Un double meurtre sur mineurs perpétré en 1986 a d’abord donné lieu à un acquittement en 2002, puis à un non-lieu dans le cadre de nouvelles poursuites contre un nouveau mis en cause. Sur appel d’une partie civile, la chambre de l’instruction a ordonné successivement deux suppléments d’information à l’issue desquels une personne a été entendue en qualité de témoin assisté, après avoir reconnu ces crimes puis s’être rétractée, et l’autre personne qui avait bénéficié d’un non-lieu a fait l’objet d’une mise en accusation.
De nouveaux témoignages pouvant impliquer le témoin assisté étant survenus, le procès a
été ajourné et à la demande du procureur général, le procureur de la République a ouvert une information contre ce dernier du chef de meurtres aggravés, débouchant sur une ordonnance de mise en accusation dont le mis en examen a interjeté appel.

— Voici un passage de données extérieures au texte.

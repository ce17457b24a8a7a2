//! Polling - 后台任务轮询
//!
//! - service: TaskPollingService，按语料库管理轮询生命周期
//! - staleness: 进度停滞检测

mod service;
mod staleness;

pub use service::{CompletionCallback, PollingSettings, TaskPollingService};
pub use staleness::{Staleness, StalenessTracker};
//! corpus-poller - 语料库后台任务轮询服务
//!
//! 架构设计: Hexagonal Architecture
//!
//! 领域层 (domain/):
//! - Task Context: 后端任务记录、UI 任务快照、stage 解析
//!
//! 应用层 (application/):
//! - Ports: 端口定义（TaskSource, TaskStore）
//! - Polling: TaskPollingService 与进度停滞检测
//!
//! 基础设施层 (infrastructure/):
//! - Adapters: HTTP 后端客户端、脚本化任务源
//! - Memory: 内存任务存储
//! - Events: 存储变更事件发布
//! - HTTP: RESTful API + WebSocket

pub mod application;
pub mod config;
pub mod domain;
pub mod infrastructure;

pub use config::{load_config, AppConfig};
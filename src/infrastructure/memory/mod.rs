//! Memory Layer - In-Memory State Management
//!
//! 实现 TaskStore，保存供 UI 渲染的任务快照

mod task_store;

pub use task_store::InMemoryTaskStore;
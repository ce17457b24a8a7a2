//! Task Context - Value Objects

use serde::{Deserialize, Serialize};

/// 任务状态
#[derive(Debug, Clone, Copy, PartialEq, Eq, Hash, Serialize, Deserialize)]
#[serde(rename_all = "snake_case")]
pub enum TaskStatus {
    /// 等待执行
    Pending,
    /// 执行中
    Processing,
    /// 已完成
    Completed,
    /// 已失败
    Failed,
    /// 后端新增或未知的状态，协调时既不视为活动也不视为终态
    #[serde(other)]
    Unknown,
}

impl TaskStatus {
    pub fn as_str(&self) -> &'static str {
        match self {
            TaskStatus::Pending => "pending",
            TaskStatus::Processing => "processing",
            TaskStatus::Completed => "completed",
            TaskStatus::Failed => "failed",
            TaskStatus::Unknown => "unknown",
        }
    }

    /// pending / processing
    pub fn is_active(&self) -> bool {
        matches!(self, TaskStatus::Pending | TaskStatus::Processing)
    }

    /// completed / failed
    pub fn is_terminal(&self) -> bool {
        matches!(self, TaskStatus::Completed | TaskStatus::Failed)
    }
}

impl std::fmt::Display for TaskStatus {
    fn fmt(&self, f: &mut std::fmt::Formatter<'_>) -> std::fmt::Result {
        f.write_str(self.as_str())
    }
}
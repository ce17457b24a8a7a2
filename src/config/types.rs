//! Configuration Types
//!
//! 定义所有配置结构体

use serde::Deserialize;
use std::time::Duration;

use crate::application::PollingSettings;

/// 应用主配置
#[derive(Debug, Clone, Default, Deserialize)]
pub struct AppConfig {
    /// 服务器配置
    #[serde(default)]
    pub server: ServerConfig,

    /// 分析后端配置
    #[serde(default)]
    pub backend: BackendConfig,

    /// 轮询配置
    #[serde(default)]
    pub polling: PollingConfig,

    /// 日志配置
    #[serde(default)]
    pub log: LogConfig,
}

/// 服务器配置
#[derive(Debug, Clone, Deserialize)]
pub struct ServerConfig {
    /// 监听地址
    #[serde(default = "default_host")]
    pub host: String,

    /// 监听端口
    #[serde(default = "default_port")]
    pub port: u16,
}

fn default_host() -> String {
    "0.0.0.0".to_string()
}

fn default_port() -> u16 {
    5070
}

impl Default for ServerConfig {
    fn default() -> Self {
        Self {
            host: default_host(),
            port: default_port(),
        }
    }
}

impl ServerConfig {
    /// 获取服务器地址
    pub fn addr(&self) -> String {
        format!("{}:{}", self.host, self.port)
    }
}

/// 任务源类型
#[derive(Debug, Clone, Copy, Default, PartialEq, Eq, Deserialize)]
#[serde(rename_all = "snake_case")]
pub enum BackendMode {
    /// 通过 HTTP 调用分析后端
    #[default]
    Http,
    /// 不连接后端，使用内存任务源
    Fake,
}

/// 分析后端配置
#[derive(Debug, Clone, Deserialize)]
pub struct BackendConfig {
    /// 后端基础 URL
    #[serde(default = "default_backend_url")]
    pub url: String,

    /// 请求超时时间（秒）
    #[serde(default = "default_backend_timeout")]
    pub timeout_secs: u64,

    #[serde(default)]
    pub mode: BackendMode,
}

fn default_backend_url() -> String {
    "http://localhost:8000".to_string()
}

fn default_backend_timeout() -> u64 {
    10
}

impl Default for BackendConfig {
    fn default() -> Self {
        Self {
            url: default_backend_url(),
            timeout_secs: default_backend_timeout(),
            mode: BackendMode::default(),
        }
    }
}

/// 轮询配置
#[derive(Debug, Clone, Deserialize)]
pub struct PollingConfig {
    /// 轮询间隔（毫秒）
    #[serde(default = "default_interval_ms")]
    pub interval_ms: u64,

    /// 进度停滞判定阈值（毫秒）
    #[serde(default = "default_stale_threshold_ms")]
    pub stale_threshold_ms: u64,

    /// 全部完成后快照保留时间（毫秒）
    #[serde(default = "default_linger_ms")]
    pub linger_ms: u64,

    /// 启动时开始轮询的语料库
    #[serde(default)]
    pub watch: Vec<String>,
}

fn default_interval_ms() -> u64 {
    500
}

fn default_stale_threshold_ms() -> u64 {
    30_000
}

fn default_linger_ms() -> u64 {
    1_500
}

impl Default for PollingConfig {
    fn default() -> Self {
        Self {
            interval_ms: default_interval_ms(),
            stale_threshold_ms: default_stale_threshold_ms(),
            linger_ms: default_linger_ms(),
            watch: Vec::new(),
        }
    }
}

impl PollingConfig {
    pub fn settings(&self) -> PollingSettings {
        PollingSettings {
            poll_interval: Duration::from_millis(self.interval_ms),
            stale_threshold: Duration::from_millis(self.stale_threshold_ms),
            completion_linger: Duration::from_millis(self.linger_ms),
        }
    }
}

/// 日志配置
#[derive(Debug, Clone, Deserialize)]
pub struct LogConfig {
    /// 日志级别
    #[serde(default = "default_log_level")]
    pub level: String,

    /// 是否启用 JSON 格式
    #[serde(default)]
    pub json: bool,
}

fn default_log_level() -> String {
    "info".to_string()
}

impl Default for LogConfig {
    fn default() -> Self {
        Self {
            level: default_log_level(),
            json: false,
        }
    }
}

#[cfg(test)]
mod tests {
    use super::*;

    #[test]
    fn test_default_config() {
        let config = AppConfig::default();
        assert_eq!(config.server.port, 5070);
        assert_eq!(config.backend.url, "http://localhost:8000");
        assert_eq!(config.backend.mode, BackendMode::Http);
        assert_eq!(config.polling.interval_ms, 500);
        assert!(config.polling.watch.is_empty());
    }

    #[test]
    fn test_polling_settings_match_defaults() {
        let settings = PollingConfig::default().settings();
        let defaults = PollingSettings::default();
        assert_eq!(settings.poll_interval, defaults.poll_interval);
        assert_eq!(settings.stale_threshold, defaults.stale_threshold);
        assert_eq!(settings.completion_linger, defaults.completion_linger);
    }

    #[test]
    fn test_server_addr() {
        assert_eq!(ServerConfig::default().addr(), "0.0.0.0:5070");
    }
}
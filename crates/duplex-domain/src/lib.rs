pub mod config;
pub mod error;
pub mod stream;
pub mod trace;

pub use config::{
    Config, ConfigError, ConfigSeverity, EventBusConfig, PlannerConfig, RegistryConfig,
    SchedulerConfig, SessionConfig, VadConfig,
};
pub use error::{Error, Result};
pub use stream::{BoxFuture, BoxStream, ToolProgress, ToolProgressState, Usage};
pub use trace::TraceEvent;
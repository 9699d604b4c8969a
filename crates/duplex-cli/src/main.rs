use std::path::PathBuf;
use std::sync::Arc;

use clap::Parser;
use duplex_core::{
    AgentCollaborator, CancelToken, ConversationState, DuplexSession, DuplexSessionConfig,
    LanguageModelCollaborator, ProgressiveDeliberation, SpeechAct, StopTtsSink, TaskCategory,
    TokenSource, ToolCollaborator, TtsSink,
};
use duplex_domain::{BoxStream, Config, ConfigSeverity, Error};
use futures_util::StreamExt;
use tracing_subscriber::EnvFilter;

#[derive(Parser)]
#[command(name = "duplex-demo", about = "Exercises a Duplex Session against in-memory stub collaborators")]
struct Cli {
    /// Path to a TOML config file; falls back to built-in defaults if absent.
    #[arg(long, default_value = "duplex.toml")]
    config: PathBuf,

    /// What the "user" said, fed to the fast-path token source as a stand-in
    /// for a live microphone.
    #[arg(long, default_value = "What's the weather like in Boston today?")]
    prompt: String,
}

/// Feeds a fixed reply word by word, the way a streaming LLM hands the
/// planner whole-word tokens rather than characters.
struct WordTokenSource {
    words: std::vec::IntoIter<String>,
}

impl WordTokenSource {
    fn new(text: &str) -> Self {
        let words = text.split_inclusive(' ').map(str::to_string).collect::<Vec<_>>();
        Self {
            words: words.into_iter(),
        }
    }
}

#[async_trait::async_trait]
impl TokenSource for WordTokenSource {
    async fn next_token(&mut self) -> Option<String> {
        tokio::time::sleep(std::time::Duration::from_millis(30)).await;
        self.words.next()
    }
}

/// Wraps a boxed string stream (e.g. `ProgressiveDeliberation::think_progressive`'s
/// output) as a `TokenSource` the Speech Planner can consume.
struct StreamTokenSource {
    inner: BoxStream<'static, String>,
}

#[async_trait::async_trait]
impl TokenSource for StreamTokenSource {
    async fn next_token(&mut self) -> Option<String> {
        self.inner.next().await
    }
}

/// A language model stand-in that streams a fixed reply word by word.
struct StubLlm {
    reply: String,
}

#[async_trait::async_trait]
impl LanguageModelCollaborator for StubLlm {
    async fn stream(
        &self,
        _prompt: &str,
        _token: CancelToken,
    ) -> BoxStream<'static, Result<String, String>> {
        let words: Vec<Result<String, String>> = self
            .reply
            .split_inclusive(' ')
            .map(|w| Ok(w.to_string()))
            .collect();
        Box::pin(async_stream::stream! {
            for word in words {
                tokio::time::sleep(std::time::Duration::from_millis(15)).await;
                yield word;
            }
        })
    }
}

/// A tool collaborator stand-in returning one canned result, simulating a
/// weather lookup that finishes partway through the fast-path stream.
struct StubTools;

#[async_trait::async_trait]
impl ToolCollaborator for StubTools {
    async fn call(&self, _input: &str, _token: CancelToken) -> Vec<(String, String)> {
        tokio::time::sleep(std::time::Duration::from_millis(60)).await;
        vec![("weather".to_string(), "Rain is expected after 4pm.".to_string())]
    }
}

struct StubAgents;

#[async_trait::async_trait]
impl AgentCollaborator for StubAgents {
    async fn call(&self, _input: &str, _token: CancelToken) -> Vec<(String, String)> {
        Vec::new()
    }
}

struct StdoutTtsSink;

#[async_trait::async_trait]
impl TtsSink for StdoutTtsSink {
    async fn send(&self, act: SpeechAct) -> Result<(), Error> {
        println!("[{:?}] {}", act.kind, act.text);
        Ok(())
    }
}

struct LoggingStopSink;

#[async_trait::async_trait]
impl StopTtsSink for LoggingStopSink {
    async fn stop(&self) {
        println!("(tts stopped)");
    }
}

#[tokio::main]
async fn main() -> anyhow::Result<()> {
    init_tracing();

    let cli = Cli::parse();
    let config = Config::load_or_default(&cli.config);

    let issues = config.validate();
    for issue in &issues {
        match issue.severity {
            ConfigSeverity::Warning => tracing::warn!("config: {issue}"),
            ConfigSeverity::Error => tracing::error!("config: {issue}"),
        }
    }
    if issues.iter().any(|i| i.severity == ConfigSeverity::Error) {
        anyhow::bail!("config validation failed, see logged errors above");
    }

    let session = Arc::new(DuplexSession::new(config, DuplexSessionConfig::default()));
    session.set_tts_sink(Arc::new(StdoutTtsSink));
    session.set_stop_tts_sink(Arc::new(LoggingStopSink));

    tracing::info!(session_id = session.session_id(), "session ready");
    session.record_user_turn(cli.prompt.clone());

    let speaking_session = session.clone();
    let source = Box::new(WordTokenSource::new(&cli.prompt));
    let speak_handle = tokio::spawn(async move { speaking_session.speak(source, true).await });

    // Demonstrate barge-in: interrupt the reply partway through.
    tokio::time::sleep(std::time::Duration::from_millis(120)).await;
    session.barge_in(Some("actually never mind".into())).await;

    let delivered = speak_handle.await?;
    println!("delivered {} act(s) before stopping", delivered.len());
    if let Some(draft) = session.get_interrupted_draft() {
        println!("interrupted draft: {draft}");
    }

    // Run a progressive deliberation turn: fast-path tokens stream straight
    // into the planner, and the tool collaborator's result (if any) lands
    // as a single additive refinement after the fast path closes.
    let deliberation = ProgressiveDeliberation::new(
        Arc::new(StubLlm {
            reply: "It will definitely be sunny this afternoon.".to_string(),
        }),
        Arc::new(StubTools),
        Arc::new(StubAgents),
    );
    let turn_token = CancelToken::new();
    let raw_tokens = deliberation.think_progressive(
        cli.prompt.clone(),
        cli.prompt.clone(),
        turn_token,
    );
    let source = Box::new(StreamTokenSource { inner: raw_tokens });
    let delivered = session.speak(source, false).await;
    println!("deliberated turn delivered {} act(s)", delivered.len());

    // Exercise the task registry's backpressure rejection path, then drain
    // the resulting event onto the speech channel.
    for i in 0..3 {
        let accepted = session
            .try_create_tracked_task(TaskCategory::Background, Default::default(), |token| async move {
                token.wait().await;
            })
            .is_some();
        tracing::info!(attempt = i, accepted, "background task submission");
    }
    let woven_in = session.drain_events_to_speech(5).await;
    for act in &woven_in {
        println!("[background] {}", act.text);
    }

    let metrics = session.get_metrics();
    println!(
        "final state: {:?}, barge-ins: {}, speech acts: {}",
        metrics.state, metrics.total_barge_ins, metrics.total_speech_acts
    );
    debug_assert_ne!(metrics.state, ConversationState::FullDuplex);

    Ok(())
}

fn init_tracing() {
    tracing_subscriber::fmt()
        .with_env_filter(EnvFilter::try_from_default_env().unwrap_or_else(|_| EnvFilter::new("info")))
        .init();
}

Pour dire n’y avoir lieu à suivre contre le mis en examen, les juges retiennent, à bon droit, qu’après s’être accusé d’être l’auteur du double meurtre, celui-ci est revenu sur ses déclarations dès le stade de la garde à vue, et que certains détails fournis dans ses aveux, notamment en ce qui concerne les vêtements portés par les victimes, la position des corps et le lieu de commission des faits, sont contredits par les autres pièces du dossier. Ils ajoutent que la mise en cause de cette personne par celle qui a été renvoyée en assises est dépourvue de tout caractère probant dans la mesure où l’information a révélé que cette dernière ne connaissait pas le mis en examen en 1986, que les deux hommes s’étaient rencontrés pour la première fois lors du procès en appel de la première personne accusée, courant 2002, et que cet accusé a eu l’occasion, dans d’autres affaires, de désigner comme complices des personnes totalement étrangères aux faits qui lui étaient reprochés. Ils estiment que les différents témoignages invoqués par la partie civile, certains recueillis très tardivement, ne sont pas déterminants. Ainsi, un conducteur de train, qui a prétendu avoir aperçu un homme descendre d’un talus proche de la scène de crime, lors d’un arrêt de son train, et a cru reconnaître sur photographie le mis en examen, n’a pas été en mesure de retrouver l’endroit en présence des enquêteurs. Les déclarations de ce témoin n’ont d’ailleurs pas été corroborées par son aide-conducteur. Selon le témoignage d’une autre personne, le mis en examen aurait déclaré qu’il était sur place au moment des faits, tout en affirmant qu’il était étranger au double meurtre. Il ne résulte pas d’un autre témoignage que le mis en examen ait exercé la moindre violence sur les deux enfants. Le témoignage d’une autre personne, qui aurait aperçu les deux mis en cause attablés à un café, est également contredit par d’autres pièces du dossier. De même, le témoignage d’une autre personne, qui aurait reçu un jour la visite des deux mis en cause, n’est pas crédible, l’un d’eux étant hospitalisé à la date pouvant être concernée. Les juges relèvent enfin qu’aucun élément à charge ne peut être déduit des expertises psychiatriques et psychologiques du mis en examen.